Nambé, N.M. – Today, the House Committee on Energy and Commerce advanced bipartisan legislation introduced by Congressman Ben Ray Luján (D-N.M.), the U.S. House Assistant Speaker, to ensure Tribal Epidemiology Centers (TECs) can access lifesaving data from the Centers for Disease Control and Prevention (CDC) and other government health agencies, and to protect Tribes and Tribal members from scams.

The Tribal Health Data Improvement Act reaffirms that Tribal public health authorities are entitled to access to public health data. Luján introduced the legislation after Politico reported earlier this summer that the federal government was withholding COVID-19 data from Tribal health authorities.

The Protecting Indian Tribes from Scams Act requires the Federal Trade Commission (FTC) to conduct a study, in consultation with Tribes, on scams targeted at Tribes or Tribal members. It was included as an amendment to the Fraud and Scams Reduction Act, which was advanced by the Committee.

“It’s unacceptable that, despite the urging of Tribal authorities and members of this Committee, TECs are still not receiving this vital public health data from CDC and state health departments…Just like any state health department, Tribal health authorities have a vital mission to protect the health of the people they serve. This legislation will help Tribal authorities succeed in this mission while ensuring that the federal government upholds its trust responsibility and lives up to obligations to be better partners in promoting health in Tribal communities,” said Luján.

He continued: “Scammers have targeted the $1,200 Economic Impact Payment, offered false treatments for COVID-19, and attempted to sell defective personal protective equipment. This has to end…It is my hope that this effort will give Congress and the FTC a roadmap to better protect Tribes and Tribal members and hold scammers accountable.”

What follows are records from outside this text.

/// Public JSON Web Key. Only the members needed for verification and
/// thumbprints are kept; private members are never read.
#[derive(Debug, Clone, Default, PartialEq, Eq, serde::Deserialize, serde::Serialize)]
pub struct JWK {
    pub kty: String,
    #[serde(default, skip_serializing_if = "Option::is_none")]
    pub crv: Option<String>,
    #[serde(default, skip_serializing_if = "Option::is_none")]
    pub x: Option<String>,
    #[serde(default, skip_serializing_if = "Option::is_none")]
    pub y: Option<String>,
    #[serde(default, skip_serializing_if = "Option::is_none")]
    pub n: Option<String>,
    #[serde(default, skip_serializing_if = "Option::is_none")]
    pub e: Option<String>,
    #[serde(default, skip_serializing_if = "Option::is_none")]
    pub kid: Option<String>,
    #[serde(default, skip_serializing_if = "Option::is_none")]
    pub alg: Option<String>,
    #[serde(rename = "use", default, skip_serializing_if = "Option::is_none")]
    pub use_: Option<String>,
}

#[derive(Debug, thiserror::Error)]
pub enum JwksError {
    #[error("failed to fetch JWKS: {0}")]
    Fetch(#[from] reqwest::Error),
    #[error("JWKS endpoint returned status {0}")]
    Status(StatusCode),
    #[error("JWKS payload too large: {0} bytes")]
    PayloadTooLarge(usize),
    #[error("failed to decode JWKS: {0}")]
    Decode(#[from] serde_json::Error),
    #[error("key {0:?} not found in JWKS")]
    KeyNotFound(String),
    #[error("JWKS contains no usable keys")]
    NoKeys,
    #[error("unsupported key type: {0}")]
    UnsupportedKeyType(String),
    #[error("unsupported curve: {0}")]
    UnsupportedCurve(String),
    #[error("missing key member {0:?}")]
    MissingMember(&'static str),
    #[error("failed to decode X coordinate: {0}")]
    InvalidXCoordinate(#[source] base64::DecodeError),
    #[error("failed to decode Y coordinate: {0}")]
    InvalidYCoordinate(#[source] base64::DecodeError),
    #[error("invalid EC point: coordinate larger than 32 bytes")]
    CoordinateTooLarge,
    #[error("invalid EC point: not on curve")]
    PointNotOnCurve,
    #[error("failed to construct decoding key: {0}")]
    InvalidDecodingKey(#[source] jsonwebtoken::errors::Error),
}

impl JWK {
    /// RFC 7638 thumbprint: SHA-256 over the required members in
    /// lexicographic order, base64url without padding.
    pub fn thumbprint(&self) -> Result<String, JwksError> {
        let canonical = match self.kty.as_str() {
            "EC" => format!(
                r#"{{"crv":{},"kty":"EC","x":{},"y":{}}}"#,
                json_string(required(&self.crv, "crv")?),
                json_string(required(&self.x, "x")?),
                json_string(required(&self.y, "y")?),
            ),
            "RSA" => format!(
                r#"{{"e":{},"kty":"RSA","n":{}}}"#,
                json_string(required(&self.e, "e")?),
                json_string(required(&self.n, "n")?),
            ),
            "OKP" => format!(
                r#"{{"crv":{},"kty":"OKP","x":{}}}"#,
                json_string(required(&self.crv, "crv")?),
                json_string(required(&self.x, "x")?),
            ),
            other => return Err(JwksError::UnsupportedKeyType(other.to_owned())),
        };
        Ok(URL_SAFE_NO_PAD.encode(Sha256::digest(canonical.as_bytes())))
    }
}

#[derive(Default)]
struct JwksCacheState {
    keys: Vec<(Option<String>, Arc<DecodingKey>)>,
    last_fetch: Option<Instant>,
}

impl JwksCacheState {
    fn select(&self, kid: Option<&str>) -> Vec<Arc<DecodingKey>> {
        match kid {
            Some(kid) => self
                .keys
                .iter()
                .filter(|(key_id, _)| key_id.as_deref() == Some(kid))
                .map(|(_, key)| Arc::clone(key))
                .collect(),
            None => self.keys.iter().map(|(_, key)| Arc::clone(key)).collect(),
        }
    }
}

pub struct JwksClient {
    url: String,
    http_client: reqwest::Client,
    refresh_ttl: Duration,
    min_refresh_interval: Duration,
    cache: RwLock<JwksCacheState>,
    refresh_lock: Mutex<()>,
}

Video of Luján’s remarks on the Tribal Health Data Improvement Act can be found here, and video of his remarks on the Protecting Indian Tribes from Scams Act can be found here.


The 38 bipartisan bills advanced today included several pieces of legislation co-sponsored by Congressman Luján. One of them, the State Opioid Response Grant Authorization Act, builds on the success of Luján’s Opioid and Heroin Abuse Crisis Investment Act that was passed into law in 2016 as part of the 21st Century Cures Act.